Mais nous avons encore à examiner un côté de la vérité. Tandis que, d’une part, toutes les distinctions appartenant à la chair sont mises de côté dans les choses de Dieu par cette déclaration : « Christ est tout », il est de la plus haute importance de voir que Christ est « en tous ». Il n’y a pas un de ceux qui portent le nom de Christ dans lequel Il n’habite pas. La foi agit d’après cela ; et c’est ce qui produit le seul amour qu’il vaille la peine de posséder, le seul que Dieu reconnaisse en ce qui Le concerne. Cet amour qui vient de Dieu et qui est ce que Dieu Lui-même est, en quoi consiste-t-il ? Ce n’est pas simplement de la sympathie, parce que nous partageons les mêmes sentiments, car c’est là ce qui a engendré l’esprit sectaire. Qu’est-ce donc qui unit des hommes qui naturellement n’ont peut-être rien de commun ? Christ est en tous. Une responsabilité des plus solennelles accompagne cette vérité.
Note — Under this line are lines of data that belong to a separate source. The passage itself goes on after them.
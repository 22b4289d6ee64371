//! Terminal state of a relay request.

use std::fmt;

/// How a `/download-video` request ended.
///
/// Used to pick the response status and to tag the per-request log line.
/// Never stored.
#[derive(Debug, Clone, Copy, PartialEq, Eq)]
pub enum RelayOutcome {
    /// Headers sent and the upstream stream handed to the response body.
    StreamedOk,
    /// The `url` parameter was missing or did not look like a TikTok link.
    ValidationFailed,
    /// The metadata API could not produce a direct media URL.
    ResolutionFailed(ResolutionCause),
    /// The resolution API or the media host never answered.
    UpstreamTimeout,
    /// The media stream could not be opened or failed while relaying.
    StreamError,
}

/// Why resolution failed, for [`RelayOutcome::ResolutionFailed`].
#[derive(Debug, Clone, Copy, PartialEq, Eq)]
pub enum ResolutionCause {
    /// The API answered with an HTTP error status.
    UpstreamStatus(u16),
    /// Every attempt returned a payload with a non-success code.
    Exhausted,
    /// The payload succeeded but carried no media URL.
    NoMediaUrl,
    /// The request could not be built or sent.
    Request,
}

impl RelayOutcome {
    /// Short stable label for structured logs.
    pub const fn label(self) -> &'static str {
        match self {
            Self::StreamedOk => "streamed_ok",
            Self::ValidationFailed => "validation_failed",
            Self::ResolutionFailed(_) => "resolution_failed",
            Self::UpstreamTimeout => "upstream_timeout",
            Self::StreamError => "stream_error",
        }
    }
}

impl fmt::Display for RelayOutcome {
    fn fmt(&self, f: &mut fmt::Formatter<'_>) -> fmt::Result {
        match self {
            Self::ResolutionFailed(cause) => write!(f, "{}({cause:?})", self.label()),
            _ => f.write_str(self.label()),
        }
    }
}
//! Metadata resolution port.
//!
//! Resolves a validated TikTok URL into a [`ResolutionResult`] carrying the
//! direct media URL.

use async_trait::async_trait;
use serde_json::Value;
use thiserror::Error;

use crate::domain::{ResolutionResult, SourceUrl};

/// Errors from metadata resolution.
///
/// `UpstreamStatus`, `Timeout` and `Request` come from a transport failure on
/// the final attempt. `Exhausted` and `NoMediaUrl` are derived from a
/// [`ResolutionResult`] via [`ResolutionResult::direct_media_url`].
#[derive(Debug, Error)]
pub enum ResolverError {
    /// The API answered with a non-2xx status.
    #[error("Resolution API returned status {status}")]
    UpstreamStatus {
        /// HTTP status code from the API
        status: u16,
        /// Response body (JSON if parseable, otherwise a string)
        body: Value,
    },

    /// The API did not answer (timeout, connection refused, reset).
    #[error("Resolution API did not respond: {message}")]
    Timeout {
        /// Description of the transport error
        message: String,
    },

    /// The request could not be built or sent.
    #[error("Resolution request failed: {message}")]
    Request {
        /// Description of what went wrong
        message: String,
    },

    /// Every attempt returned a payload without the success code.
    #[error("Resolution API gave no usable payload after {attempts} attempts")]
    Exhausted {
        /// Number of attempts made
        attempts: u8,
        /// The last payload observed
        last_payload: Value,
    },

    /// A successful payload did not carry `data.play`.
    #[error("No video URL found in response")]
    NoMediaUrl,
}

/// Result type alias for resolution operations.
pub type ResolverResult<T> = Result<T, ResolverError>;

/// Port for the external metadata resolution API.
#[async_trait]
pub trait MetadataResolverPort: Send + Sync {
    /// Resolve a source URL, retrying within the adapter's configured bound.
    ///
    /// Returns `Ok` with `succeeded == false` when retries ran out on bad
    /// payloads, and `Err` when the final attempt failed at the transport
    /// level.
    async fn resolve(&self, url: &SourceUrl) -> ResolverResult<ResolutionResult>;
}
//! Shared application state type.

use crate::bootstrap::RelayContext;
use std::sync::Arc;

/// Application state shared across all handlers.
///
/// Immutable once built; requests share nothing mutable.
pub type AppState = Arc<RelayContext>;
Lorsqu’on voit ce qui n’est pas de Christ se manifester chez un chrétien, on ne doit pas passer légèrement dessus en disant que, malgré tout, Christ habite en lui. Le fait est que Christ habite en lui, afin que tout ce qui est de la chair et en désaccord avec Celui qui est notre vie puisse être jugé et rejeté. Tout autre principe que celui-ci conduirait nos âmes à pécher, afin que la grâce abonde [Rom. 6, 1]. Cependant, il n’en demeure pas moins vrai, et c’est une vérité des plus précieuses, que Christ est tout, et qu’Il est en tous. Si l’une de ces vérités nous efface entièrement, l’autre, je puis le dire, fait de nous ce qu’il y a de plus glorieux. L’une efface tout ce qui est du premier Adam, et l’autre donne toute la plénitude de la valeur de Christ à ceux qui appartiennent à Dieu, en dépit des épreuves et des difficultés individuelles. C’est du caractère du second Adam que les saints sont revêtus, et c’est dans leurs relations mutuelles qu’ils sont surtout éprouvés. Nous pouvons voir dans le cercle de famille des effets analogues. Souvent, nous rencontrons au-dehors plus d’amabilité et de prévenance que nous n’en trouvons dans notre intérieur. Évidemment, cela est fort triste ; mais c’est dans le cercle domestique que nous sommes surtout mis à l’épreuve, car c’est là que nous sommes surtout témoins des fautes et des faiblesses les uns des autres. Il en est de même dans les choses de Dieu.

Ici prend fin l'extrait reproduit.